But there must have been some relief on your part?

JIRO

I don’t know about that. All of a sudden there appeared a huge mountain to climb where there hadn’t been anything before. Now it was a matter of trying to get him out. Before that it was just visiting, just standing. So, my mind was racing.

INT.

And you said something to him?

JIRO

I told him he needed to get a lawyer to visit him, and he needed to sign a document protesting the confession, refusing it. I told him I would go and apply for the lawyer to visit, if he would agree to it. But he became hesitant. I don’t know , he said. I don’t think it matters . So, I tried to convince him that it mattered, I don’t know what I said, but when I left, he had agreed to speak to the lawyer and tell the lawyer what he told me. I left, and went straight to visit my father in the hospital. My mother was there, and I told them. My mother was just shaking. She didn’t cry, just sat there shaking. My father had many bandages and such. He seemed to stiffen. He said, Why did he sign the confession, ask him that . I said that I hadn’t thought to ask him that. He said I should have thought of that. I apologized for not having thought of that. He was always very hard on me, my father.

INT.

And then you went to make the application for the lawyer’s visit?

JIRO

I did.

INT.

And the lawyer was scheduled to visit after three days, you said.

JIRO

Then I went to see my brother again. That was the next day, I think. I had to work, so I visited him late. He seemed happy to see me, for the first time. I asked him why he had signed the confession. If he hadn’t done it, why had he signed it? He said he couldn’t speak about it. I said he would have to. He became quiet again. I couldn’t get any more out of him. So, I stood there for about forty-five minutes hoping he would change his mind and speak. He didn’t. I reminded him I was coming with the lawyer and I left.

INT.

What day was this?

JIRO

I don’t know what day. This was so long ago! He had been in jail for at least two weeks by this time. I got up the next day and went to see my father, before going on shift at the factory. I was still feeling hopeful. I thought maybe the lawyer could convince him to talk about it. When I got to the hospital, my father was much improved. They were going to release him that day. He could walk around on his own. I told him the news, that I had gotten the lawyer to come, and that I had tried to find out about the confession. He was very cold.

INT.

What did he say?

JIRO

He has always been cold to me. I don’t think he ever liked me. But this time he was very hard. What had happened to him, maybe it used up something that he had. Now he had no more of it. He told me that I was a fool. That I was running errands for a fool and that I was a fool. My sister came in while he was talking. I hadn’t even known she was there. I thought she was in Tokyo. They both started talking about how Sotatsu had signed the confession and it must be true. How I was always believing people, that I was foolish, that I should let people with better judgment take charge of things.
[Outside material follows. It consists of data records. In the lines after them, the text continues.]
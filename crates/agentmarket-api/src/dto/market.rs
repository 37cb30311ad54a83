//! Marketplace-wide DTOs

use serde::{Deserialize, Serialize};
use utoipa::ToSchema;

/// Per-agent line of an earnings report
#[derive(Debug, Clone, Serialize, Deserialize, ToSchema)]
#[serde(rename_all = "camelCase")]
pub struct AgentEarnings {
    pub id: String,
    pub contract_id: i64,
    pub name: String,
    pub earnings: String,
    pub total_sales: i64,
    pub rating: f64,
}

#[derive(Debug, Clone, Serialize, Deserialize, ToSchema)]
#[serde(rename_all = "camelCase")]
pub struct EarningsResponse {
    pub success: bool,
    /// Lower-cased owner address
    pub address: String,
    /// Sum over every agent the address owns, decimal string
    pub total_earnings: String,
    pub agent_count: usize,
    pub agents: Vec<AgentEarnings>,
}

#[derive(Debug, Clone, Serialize, Deserialize, ToSchema)]
#[serde(rename_all = "camelCase")]
pub struct MarketStats {
    pub total_agents: i64,
    /// Distinct buyer wallets
    pub total_users: i64,
    /// Completed transactions
    pub total_transactions: i64,
    /// Sum of completed transaction amounts, decimal string
    pub total_volume: String,
}

#[derive(Debug, Clone, Serialize, Deserialize, ToSchema)]
pub struct StatsResponse {
    pub success: bool,
    pub stats: MarketStats,
}

/// Public chain configuration for wallets
#[derive(Debug, Clone, Serialize, Deserialize, ToSchema)]
#[serde(rename_all = "camelCase")]
pub struct ConfigResponse {
    pub success: bool,
    pub chain_id: u64,
    pub marketplace_address: Option<String>,
    pub token_address: Option<String>,
    pub rpc_url: Option<String>,
}
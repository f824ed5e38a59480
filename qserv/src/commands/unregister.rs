//! `qserv admin unregister <authFile> <uniqueId> <db>`

use std::fs;

use qserv_css::{CssError, Facade, MemKv};
use snafu::{ResultExt, Snafu};

use super::AuthArgs;

#[derive(Debug, Snafu)]
pub enum Error {
    #[snafu(display("could not read auth/snapshot file {path}: {source}"))]
    ReadFile {
        path: String,
        source: std::io::Error,
    },

    #[snafu(display("could not write auth/snapshot file {path}: {source}"))]
    WriteFile {
        path: String,
        source: std::io::Error,
    },

    #[snafu(display("css error: {source}"))]
    Css { source: CssError },
}

pub type Result<T, E = Error> = std::result::Result<T, E>;

#[derive(Debug, clap::Parser)]
pub struct Config {
    #[clap(flatten)]
    auth: AuthArgs,

    /// Database to remove.
    db: String,
}

pub fn command(config: Config) -> Result<()> {
    let path = config.auth.auth_file.display().to_string();
    let snapshot = match fs::read_to_string(&config.auth.auth_file) {
        Ok(s) => s,
        Err(e) if e.kind() == std::io::ErrorKind::NotFound => String::new(),
        Err(source) => return ReadFileSnafu { path, source }.fail(),
    };
    let kv = MemKv::from_snapshot(&snapshot);
    let facade = Facade::new(&kv, "");

    observability_deps::tracing::info!(
        unique_id = %config.auth.unique_id,
        db = %config.db,
        "unregistering database"
    );

    facade.unregister_db(&config.db).context(CssSnafu)?;

    fs::write(&config.auth.auth_file, kv.to_snapshot()).context(WriteFileSnafu { path })?;
    Ok(())
}
//! The `qserv admin` subcommand tree: `register`, `unregister`, `show`,
//! `export`, matching spec §6's administrative CLI surface.

pub mod export;
pub mod register;
pub mod show;
pub mod unregister;

use snafu::{ResultExt, Snafu};

#[derive(Debug, Snafu)]
#[allow(clippy::enum_variant_names)]
pub enum Error {
    #[snafu(display("error in register subcommand: {source}"))]
    Register { source: register::Error },

    #[snafu(display("error in unregister subcommand: {source}"))]
    Unregister { source: unregister::Error },

    #[snafu(display("error in show subcommand: {source}"))]
    Show { source: show::Error },

    #[snafu(display("error in export subcommand: {source}"))]
    Export { source: export::Error },
}

pub type Result<T, E = Error> = std::result::Result<T, E>;

/// Options shared by every `admin` subcommand: the auth file and the
/// caller-supplied unique request id, per spec §6's `<authFile> <uniqueId>`
/// prefix. `authFile` is read but never logged.
#[derive(Debug, clap::Parser)]
pub struct AuthArgs {
    /// Path to a file containing the CSS connection credentials.
    pub auth_file: std::path::PathBuf,

    /// Caller-supplied id correlating this invocation's log lines.
    pub unique_id: String,
}

#[derive(Debug, clap::Parser)]
pub enum Command {
    /// Register a database (and optionally specific tables) with the CSS.
    Register(register::Config),

    /// Remove a database's registration from the CSS.
    Unregister(unregister::Config),

    /// Print the catalog tree under a database, or the whole catalog.
    Show(show::Config),

    /// Write the worker-side export directory marker files for one or more
    /// databases.
    Export(export::Config),
}

pub fn command(command: Command) -> Result<()> {
    match command {
        Command::Register(config) => register::command(config).context(RegisterSnafu),
        Command::Unregister(config) => unregister::command(config).context(UnregisterSnafu),
        Command::Show(config) => show::command(config).context(ShowSnafu),
        Command::Export(config) => export::command(config).context(ExportSnafu),
    }
}
//! A [`tracing_subscriber`] layer that writes events in `logfmt`
//! (`key=value key2=value2`) form, the format the `qserv` binary uses for
//! both the coordinator and worker processes so that shipped logs are
//! grep-able without a JSON parser.
#![deny(rustdoc::broken_intra_doc_links, rustdoc::bare_urls, rust_2018_idioms)]
#![warn(missing_debug_implementations, clippy::use_self)]

use observability_deps::tracing::field::{Field, Visit};
use observability_deps::tracing::{Event, Level, Subscriber};
use std::fmt;
use std::io::Write;
use tracing_subscriber::layer::Context;
use tracing_subscriber::Layer;

/// A [`Layer`] that writes one `logfmt` line per event to stdout.
#[derive(Debug, Default)]
pub struct LogFmtLayer;

impl LogFmtLayer {
    /// Construct a new layer.
    pub fn new() -> Self {
        Self
    }
}

struct FieldCollector {
    fields: Vec<(&'static str, String)>,
    message: Option<String>,
}

impl Visit for FieldCollector {
    fn record_debug(&mut self, field: &Field, value: &dyn fmt::Debug) {
        let rendered = format!("{value:?}");
        if field.name() == "message" {
            self.message = Some(rendered);
        } else {
            self.fields.push((field.name(), rendered));
        }
    }
}

fn level_str(level: &Level) -> &'static str {
    match *level {
        Level::ERROR => "error",
        Level::WARN => "warn",
        Level::INFO => "info",
        Level::DEBUG => "debug",
        Level::TRACE => "trace",
    }
}

/// Escape a value the way logfmt does: quote it if it contains whitespace
/// or `"`, doubling any embedded quotes.
fn format_value(v: &str) -> String {
    if v.chars().any(|c| c.is_whitespace() || c == '"' || c == '=') {
        format!("\"{}\"", v.replace('"', "\"\""))
    } else {
        v.to_string()
    }
}

impl<S: Subscriber> Layer<S> for LogFmtLayer {
    fn on_event(&self, event: &Event<'_>, _ctx: Context<'_, S>) {
        let meta = event.metadata();
        let mut collector = FieldCollector {
            fields: Vec::new(),
            message: None,
        };
        event.record(&mut collector);

        let mut line = format!(
            "level={} target={}",
            level_str(meta.level()),
            format_value(meta.target())
        );
        if let Some(msg) = collector.message {
            line.push_str(&format!(" msg={}", format_value(&msg)));
        }
        for (k, v) in collector.fields {
            line.push_str(&format!(" {k}={}", format_value(&v)));
        }
        let mut stdout = std::io::stdout();
        let _ = writeln!(stdout, "{line}");
    }
}
//! The `clap`-derived option block flattened into every `qserv` subcommand,
//! mirroring the run-subcommand's `#[clap(flatten)] logging_config` pattern.

use crate::{Builder, LogFormat};

/// Logging options shared by every subcommand.
#[derive(Debug, Clone, clap::Parser)]
pub struct LoggingConfig {
    /// Log filter directives, in `tracing_subscriber::EnvFilter` syntax
    /// (e.g. `qserv_dispatch=debug,info`). Falls back to `RUST_LOG`, then
    /// `info`.
    #[clap(long = "log-filter", env = "RUST_LOG")]
    log_filter: Option<String>,

    /// Log output encoding.
    #[clap(long = "log-format", default_value = "logfmt", parse(try_from_str))]
    log_format: LogFormatArg,

    /// Increase verbosity (`-v` = debug, `-vv` = trace). Overrides
    /// `--log-filter` for the crate-local target.
    #[clap(short, long, parse(from_occurrences))]
    verbose: u8,
}

#[derive(Debug, Clone, Copy, PartialEq, Eq)]
enum LogFormatArg {
    Logfmt,
    Json,
}

impl std::str::FromStr for LogFormatArg {
    type Err = String;

    fn from_str(s: &str) -> Result<Self, Self::Err> {
        match s {
            "logfmt" => Ok(Self::Logfmt),
            "json" => Ok(Self::Json),
            other => Err(format!("unrecognized log format: {other}")),
        }
    }
}

impl LoggingConfig {
    /// Build the [`Builder`] this configuration describes.
    pub fn builder(&self) -> Builder {
        let filter = match self.verbose {
            0 => self.log_filter.clone().unwrap_or_else(|| "info".to_string()),
            1 => "debug".to_string(),
            _ => "trace".to_string(),
        };
        let format = match self.log_format {
            LogFormatArg::Logfmt => LogFormat::Logfmt,
            LogFormatArg::Json => LogFormat::Json,
        };
        Builder::new().with_filter(filter).with_format(format)
    }
}
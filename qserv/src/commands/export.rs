//! `qserv admin export <authFile> <uniqueId> <baseDir> [<db>…]`
//!
//! Writes the worker-side export directory marker files for one or more
//! databases: `<baseDir>/<db>/<chunkId>` (empty files), one per chunk id
//! covering the whole sky at that database's striping. Per spec §6, this
//! refuses to overwrite an existing `<baseDir>/<db>` directory rather than
//! silently merging into it.

use std::fs;
use std::path::{Path, PathBuf};

use qserv_css::{CssError, Facade, MemKv};
use snafu::{ResultExt, Snafu};
use sphgeom::{Chunker, ConfigError, SphericalBox};

use super::AuthArgs;

const DEFAULT_OVERLAP_DEG: f64 = 0.01667;

#[derive(Debug, Snafu)]
pub enum Error {
    #[snafu(display("could not read auth/snapshot file {path}: {source}"))]
    ReadFile {
        path: String,
        source: std::io::Error,
    },

    #[snafu(display("css error: {source}"))]
    Css { source: CssError },

    #[snafu(display("invalid chunker parameters for {db}: {source}"))]
    Chunker { db: String, source: ConfigError },

    #[snafu(display("export directory {path} already exists; refusing to overwrite"))]
    AlreadyExported { path: String },

    #[snafu(display("could not create directory {path}: {source}"))]
    CreateDir {
        path: String,
        source: std::io::Error,
    },

    #[snafu(display("could not write marker file {path}: {source}"))]
    WriteMarker {
        path: String,
        source: std::io::Error,
    },
}

pub type Result<T, E = Error> = std::result::Result<T, E>;

#[derive(Debug, clap::Parser)]
pub struct Config {
    #[clap(flatten)]
    auth: AuthArgs,

    /// Root directory the per-database export trees are written under.
    base_dir: PathBuf,

    /// Databases to export; if empty, every registered database is
    /// exported.
    dbs: Vec<String>,
}

fn whole_sky() -> SphericalBox {
    SphericalBox {
        ra_min: 0.0,
        ra_max: 360.0,
        dec_min: -90.0,
        dec_max: 90.0,
    }
}

fn export_db(facade: &Facade<'_>, base_dir: &Path, db: &str) -> Result<()> {
    let striping = facade.db_striping(db).context(CssSnafu)?;
    let chunker = Chunker::new(DEFAULT_OVERLAP_DEG, striping.stripes, striping.sub_stripes)
        .context(ChunkerSnafu { db })?;

    let chunk_ids = chunker
        .chunks_for(&whole_sky(), 0, 1, false)
        .map_err(|source| CssError::Internal {
            db: db.to_string(),
            table: String::new(),
            detail: source.to_string(),
        })
        .context(CssSnafu)?;

    let db_dir = base_dir.join(db);
    if db_dir.exists() {
        return AlreadyExportedSnafu {
            path: db_dir.display().to_string(),
        }
        .fail();
    }
    fs::create_dir_all(&db_dir).context(CreateDirSnafu {
        path: db_dir.display().to_string(),
    })?;

    for chunk_id in chunk_ids {
        let marker = db_dir.join(chunk_id.to_string());
        fs::write(&marker, []).context(WriteMarkerSnafu {
            path: marker.display().to_string(),
        })?;
    }
    Ok(())
}

pub fn command(config: Config) -> Result<()> {
    let path = config.auth.auth_file.display().to_string();
    let snapshot = match fs::read_to_string(&config.auth.auth_file) {
        Ok(s) => s,
        Err(e) if e.kind() == std::io::ErrorKind::NotFound => String::new(),
        Err(source) => return ReadFileSnafu { path, source }.fail(),
    };
    let kv = MemKv::from_snapshot(&snapshot);
    let facade = Facade::new(&kv, "");

    let dbs = if config.dbs.is_empty() {
        facade.allowed_dbs().context(CssSnafu)?
    } else {
        config.dbs.clone()
    };

    observability_deps::tracing::info!(
        unique_id = %config.auth.unique_id,
        base_dir = %config.base_dir.display(),
        db_count = dbs.len(),
        "exporting databases"
    );

    for db in &dbs {
        export_db(&facade, &config.base_dir, db)?;
    }
    Ok(())
}
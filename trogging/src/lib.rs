//! The logging pipeline shared by every `qserv` subcommand: a
//! [`cli::LoggingConfig`] clap block plus a [`Builder`] that turns it into
//! an installed global `tracing` subscriber.
//!
//! Two output formats are supported: `logfmt` (via the sibling `logfmt`
//! crate, the default — greppable `key=value` lines) and `json` (structured,
//! for log pipelines that parse it). Verbosity is controlled by repeating
//! `-v`/`-q` or by an `RUST_LOG`-style filter string.
#![deny(rustdoc::broken_intra_doc_links, rustdoc::bare_urls, rust_2018_idioms)]
#![warn(missing_debug_implementations, clippy::use_self)]

#[cfg(feature = "clap")]
pub mod cli;

use logfmt::LogFmtLayer;
use observability_deps::tracing::subscriber::set_global_default;
use tracing_subscriber::{fmt, prelude::*, registry::Registry, EnvFilter};

/// Errors building or installing the subscriber.
#[derive(Debug, thiserror::Error)]
pub enum Error {
    /// The filter directive string (from `--log-filter` or `RUST_LOG`)
    /// failed to parse.
    #[error("invalid log filter directive: {0}")]
    InvalidFilter(#[from] tracing_subscriber::filter::ParseError),

    /// A global subscriber was already installed (e.g. by a test harness).
    #[error("a global tracing subscriber is already set")]
    AlreadySet,
}

pub type Result<T, E = Error> = std::result::Result<T, E>;

/// Output encoding for log lines.
#[derive(Debug, Clone, Copy, PartialEq, Eq)]
pub enum LogFormat {
    /// `key=value` lines, one per event (default).
    Logfmt,
    /// Structured JSON, one object per event.
    Json,
}

/// Builds and installs the process-wide `tracing` subscriber.
#[derive(Debug)]
pub struct Builder {
    filter: String,
    format: LogFormat,
}

impl Default for Builder {
    fn default() -> Self {
        Self {
            filter: "info".to_string(),
            format: LogFormat::Logfmt,
        }
    }
}

impl Builder {
    pub fn new() -> Self {
        Self::default()
    }

    /// Set the `EnvFilter` directive string (e.g. `"qserv_dispatch=debug,info"`).
    pub fn with_filter(mut self, filter: impl Into<String>) -> Self {
        self.filter = filter.into();
        self
    }

    pub fn with_format(mut self, format: LogFormat) -> Self {
        self.format = format;
        self
    }

    /// Install the configured subscriber as the process-wide default.
    ///
    /// Returns [`Error::AlreadySet`] rather than panicking, so that
    /// subcommands which install their own subscriber for tests don't abort
    /// the process.
    pub fn install(self) -> Result<()> {
        let env_filter = EnvFilter::try_new(&self.filter)?;
        let registry = Registry::default().with(env_filter);

        let result = match self.format {
            LogFormat::Logfmt => set_global_default(registry.with(LogFmtLayer::new())),
            LogFormat::Json => set_global_default(registry.with(fmt::layer().json())),
        };
        result.map_err(|_| Error::AlreadySet)
    }
}
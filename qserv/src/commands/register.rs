//! `qserv admin register <authFile> <uniqueId> <db> [<table>...]`
//!
//! The real CSS is an out-of-scope networked store (spec §1); this CLI
//! models a deployment where `authFile` names a local TSV snapshot of that
//! store (the format in spec §6), loaded, mutated and written back in
//! place. The `<table>` arguments register unpartitioned placeholders —
//! partitioning metadata is set separately via the CSS API, matching the
//! original `register` tool which only establishes a table's existence.

use std::fs;

use qserv_css::{CssError, Facade, MemKv};
use snafu::{ResultExt, Snafu};

use super::AuthArgs;

#[derive(Debug, Snafu)]
pub enum Error {
    #[snafu(display("could not read auth/snapshot file {path}: {source}"))]
    ReadFile {
        path: String,
        source: std::io::Error,
    },

    #[snafu(display("could not write auth/snapshot file {path}: {source}"))]
    WriteFile {
        path: String,
        source: std::io::Error,
    },

    #[snafu(display("css error: {source}"))]
    Css { source: CssError },
}

pub type Result<T, E = Error> = std::result::Result<T, E>;

#[derive(Debug, clap::Parser)]
pub struct Config {
    #[clap(flatten)]
    auth: AuthArgs,

    /// Database to register.
    db: String,

    /// Tables to register under `db`; if empty, only the database itself is
    /// registered.
    tables: Vec<String>,
}

pub fn command(config: Config) -> Result<()> {
    let path = config.auth.auth_file.display().to_string();
    let snapshot = match fs::read_to_string(&config.auth.auth_file) {
        Ok(s) => s,
        Err(e) if e.kind() == std::io::ErrorKind::NotFound => String::new(),
        Err(source) => return ReadFileSnafu { path, source }.fail(),
    };
    let kv = MemKv::from_snapshot(&snapshot);
    let facade = Facade::new(&kv, "");

    observability_deps::tracing::info!(
        unique_id = %config.auth.unique_id,
        db = %config.db,
        "registering database"
    );

    if !facade.contains_db(&config.db).context(CssSnafu)? {
        facade.register_db(&config.db).context(CssSnafu)?;
    }
    for table in &config.tables {
        if !facade.contains_table(&config.db, table).context(CssSnafu)? {
            facade
                .register_table(&config.db, table)
                .context(CssSnafu)?;
        }
    }

    fs::write(&config.auth.auth_file, kv.to_snapshot()).context(WriteFileSnafu { path })?;
    Ok(())
}

#[cfg(test)]
mod tests {
    use super::*;
    use clap::Parser;

    #[test]
    fn registers_db_and_tables() {
        let file = tempfile::NamedTempFile::new().unwrap();
        let config = Config::try_parse_from([
            "register",
            "authfile",
            "req-1",
            "LSST",
            "Object",
            "Source",
        ])
        .unwrap();
        let mut config = config;
        config.auth.auth_file = file.path().to_path_buf();

        command(config).unwrap();

        let snapshot = std::fs::read_to_string(file.path()).unwrap();
        let kv = MemKv::from_snapshot(&snapshot);
        let facade = Facade::new(&kv, "");
        assert!(facade.contains_db("LSST").unwrap());
        assert!(facade.contains_table("LSST", "Object").unwrap());
        assert!(facade.contains_table("LSST", "Source").unwrap());
    }
}
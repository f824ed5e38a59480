//! The result merger's per-query state machine.
//!
//! Grounded on `InfileMerger`: progress is strictly forward (`Idle` through
//! `Done`) except for three terminal error branches, one per failure
//! surface (table creation, row ingest, and the coordinator's final merge
//! query).

/// One stage of a query's merge lifecycle.
#[derive(Debug, Clone, Copy, PartialEq, Eq)]
pub enum MergeState {
    /// No result has arrived yet.
    Idle,
    /// The first result's header has been validated.
    HeaderParsed,
    /// The destination table exists (created at most once).
    TableCreated,
    /// One or more result buffers have been ingested; more may still
    /// arrive.
    RowsLoading,
    /// [`finalize`](super::merger::InfileMerger::finalize) has been called
    /// and the coordinator-side merge query is running.
    Finalize,
    /// Finalization completed; the final table name is available.
    Done,
    /// `CREATE TABLE` failed.
    CreateTableError,
    /// Row ingest failed, or a worker reported a job-level error.
    MergeWriteError,
    /// The final merge query failed.
    MysqlExecError,
}

impl MergeState {
    /// Whether this state ends the query's merge lifecycle.
    pub fn is_terminal(self) -> bool {
        matches!(
            self,
            MergeState::Done
                | MergeState::CreateTableError
                | MergeState::MergeWriteError
                | MergeState::MysqlExecError
        )
    }

    /// Whether this state represents a failure.
    pub fn is_error(self) -> bool {
        self.is_terminal() && self != MergeState::Done
    }
}
//! Distributed tracing support for the query engine.
//!
//! A [`SpanContext`] is created once, when a user query arrives at the
//! coordinator, and threaded through every [`crate::span::Span`] created for
//! that query's jobs and merge steps, so that a trace collector can later
//! reconstruct the whole query's timeline.
#![deny(rustdoc::broken_intra_doc_links, rustdoc::bare_urls, rust_2018_idioms)]
#![warn(missing_debug_implementations, clippy::use_self)]

mod span;

pub use span::{Span, SpanContext, SpanEvent, SpanId, SpanRecorder, TraceId};

/// Receives completed [`Span`]s for collection/export.
pub trait TraceCollector: std::fmt::Debug + Send + Sync {
    /// Called once a span has ended.
    fn export(&self, span: Span);
}

/// A [`TraceCollector`] that discards everything — the default when no
/// external collector has been configured.
#[derive(Debug, Default)]
pub struct NoopCollector;

impl TraceCollector for NoopCollector {
    fn export(&self, _span: Span) {}
}
//! Shared test helpers used by every crate's unit and integration tests.
#![deny(rustdoc::broken_intra_doc_links, rustdoc::bare_urls, rust_2018_idioms)]

use std::sync::Once;

static INIT_TRACING: Once = Once::new();

/// Install a `tracing_subscriber` that honors `RUST_LOG`, once per process.
///
/// Call at the top of any test that wants to see log output on failure.
pub fn maybe_start_logging() {
    INIT_TRACING.call_once(|| {
        let _ = tracing_subscriber::fmt()
            .with_env_filter(tracing_subscriber::EnvFilter::from_default_env())
            .with_test_writer()
            .try_init();
    });
}

/// Assert that `$e` matches an error variant, printing both sides on
/// mismatch. Mirrors the `assert_matches` crate's ergonomics without an
/// extra macro-only dependency for this one use.
#[macro_export]
macro_rules! assert_error {
    ($e:expr, $variant:pat) => {
        match $e {
            $variant => {}
            other => panic!(
                "expected {} to match {}, got {:?}",
                stringify!($e),
                stringify!($variant),
                other
            ),
        }
    };
}

#[cfg(test)]
mod tests {
    #[test]
    fn assert_error_matches() {
        #[derive(Debug)]
        enum E {
            A,
            B(i32),
        }
        let e = E::B(4);
        assert_error!(e, E::B(4));
    }
}
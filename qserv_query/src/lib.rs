//! The parsed-query representation (C4 surface the embedded SQL parser
//! hands off to), analysis/validation passes, and the per-chunk rewriter
//! that turns one user query into worker fragments plus a coordinator merge
//! query.
//!
//! [`ast`] is the tagged-variant statement shape described in spec §9 (no
//! visitor dispatch); [`analyzer::analyze`] resolves column references,
//! classifies FROM-list tables and extracts spatial restrictors;
//! [`table_ref_checker::check_table_refs`] validates every table exists in
//! the catalog; [`rewriter::rewrite`] produces the [`rewriter::RewritePlan`].
#![deny(rustdoc::broken_intra_doc_links, rustdoc::bare_urls, rust_2018_idioms)]
#![warn(missing_debug_implementations, clippy::use_self)]

pub mod analyzer;
pub mod ast;
pub mod column_vertex_map;
pub mod error;
pub mod rewriter;
pub mod table_ref_checker;

pub use analyzer::{analyze, AnalyzedQuery, TableSchema};
pub use ast::{
    AggFunc, BoolTerm, ColumnRef, CompareOp, JoinKind, OrderBy, SelectStmt, SpatialRestrictor,
    TableRef, ValueExpr,
};
pub use column_vertex_map::ColumnVertexMap;
pub use error::QueryError;
pub use rewriter::{rewrite, MergeStep, RewriteError, RewritePlan};
pub use table_ref_checker::{check_table_refs, TableRefError};
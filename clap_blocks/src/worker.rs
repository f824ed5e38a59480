//! The worker process's option block: the `mysqlSocket`/`numThreads`/
//! `QSW_*` keys from spec §6, recognized from either flags or environment.

use std::path::PathBuf;

use crate::memman::MemManConfig;

/// Connection and scheduling configuration for one worker process.
#[derive(Debug, Clone, clap::Parser)]
pub struct WorkerConfig {
    /// Path to the local relational engine's UNIX socket.
    #[clap(long = "mysql-socket", env = "mysqlSocket")]
    pub mysql_socket: PathBuf,

    /// User the worker connects to the local engine as.
    #[clap(
        long = "mysql-default-user",
        env = "mysqlDefaultUser",
        default_value = "qsmaster"
    )]
    pub mysql_default_user: String,

    /// Size of the executor's fragment-running thread pool.
    #[clap(long = "num-threads", env = "numThreads", default_value = "4")]
    pub num_threads: usize,

    /// Scheduler thread pool size (`QSW_THRDPOOLSZ`).
    #[clap(long = "scheduler-pool-size", env = "QSW_THRDPOOLSZ", default_value = "4")]
    pub scheduler_pool_size: u32,

    /// Max tasks sharing one scan group in the worker's group-scheduling
    /// mode (`QSW_GROUPSZ`).
    #[clap(long = "group-size", env = "QSW_GROUPSZ", default_value = "100")]
    pub group_size: usize,

    /// Reserved slow-class threads (`QSW_RESERVESLOW`).
    #[clap(long = "reserve-slow", env = "QSW_RESERVESLOW", default_value = "0")]
    pub reserve_slow: u32,

    /// Reserved medium-class threads (`QSW_RESERVEMED`).
    #[clap(long = "reserve-med", env = "QSW_RESERVEMED", default_value = "0")]
    pub reserve_med: u32,

    /// Reserved fast-class threads (`QSW_RESERVEFAST`).
    #[clap(long = "reserve-fast", env = "QSW_RESERVEFAST", default_value = "0")]
    pub reserve_fast: u32,

    #[clap(flatten)]
    pub memman: MemManConfig,
}

#[cfg(test)]
mod tests {
    use super::*;
    use clap::Parser;

    #[test]
    fn parses_required_socket_and_defaults() {
        let cfg = WorkerConfig::try_parse_from([
            "worker",
            "--mysql-socket",
            "/var/run/mysqld/mysqld.sock",
        ])
        .unwrap();
        assert_eq!(cfg.mysql_default_user, "qsmaster");
        assert_eq!(cfg.num_threads, 4);
        assert_eq!(cfg.memman.kind, MemManKind::None);
    }

    #[test]
    fn rejects_missing_socket() {
        assert!(WorkerConfig::try_parse_from(["worker"]).is_err());
    }

    #[test]
    fn overrides_from_flags() {
        let cfg = WorkerConfig::try_parse_from([
            "worker",
            "--mysql-socket",
            "/tmp/x.sock",
            "--num-threads",
            "16",
            "--group-size",
            "7",
        ])
        .unwrap();
        assert_eq!(cfg.num_threads, 16);
        assert_eq!(cfg.group_size, 7);
    }
}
They said it was clear he had done the crime, the thing now was to get him to admit it in a way that would save him being executed. This other thing, of him being innocent, was just a fantasy, a fantasy I had put on him. When I described how I had told Sotatsu that I thought he was innocent, and that my words had made him speak to me about being innocent, my sister became angry. She told me that I was stupid, going around behaving this way, that I should not put a stick into a beehive. My father agreed. He told me to go away, that he would see me once he was at home, but that he just wanted to rest now. He was going to go home later that day, but for now, he wanted to rest. I left with my sister, and she told me again that I was an idiot for causing my father more harm and worry when he had already been put in the hospital, been beaten up, had nearly died. I apologized. I was confused and, again, I keep saying this, but I was very young and didn’t know very much. Now, I would act differently, I think, but then, my sister had always been the one who was right. My father also. I had been a disappointment to both of them.

(End of tape.)

Interview 6 ( Brother )

[ Int. note . The brother left the day before without concluding our interview. He had evidently found it difficult speaking of the relations among himself, his father, and his sister. I think it points to how important Sotatsu was to him that he would even consider disclosing these things to me, a stranger. He had an enormous desire, Jiro, to get the complete and true account of these things across. I had come to believe he disliked me; in fact, I’m almost sure of it. However, he also believed that I was going to do the thing properly. In his work with unions, he perhaps had gotten used to compromises, to making compromises and working with people he disliked. Nonetheless, it was difficult for him to speak in this manner, so we stopped for the day and the next day we resumed.]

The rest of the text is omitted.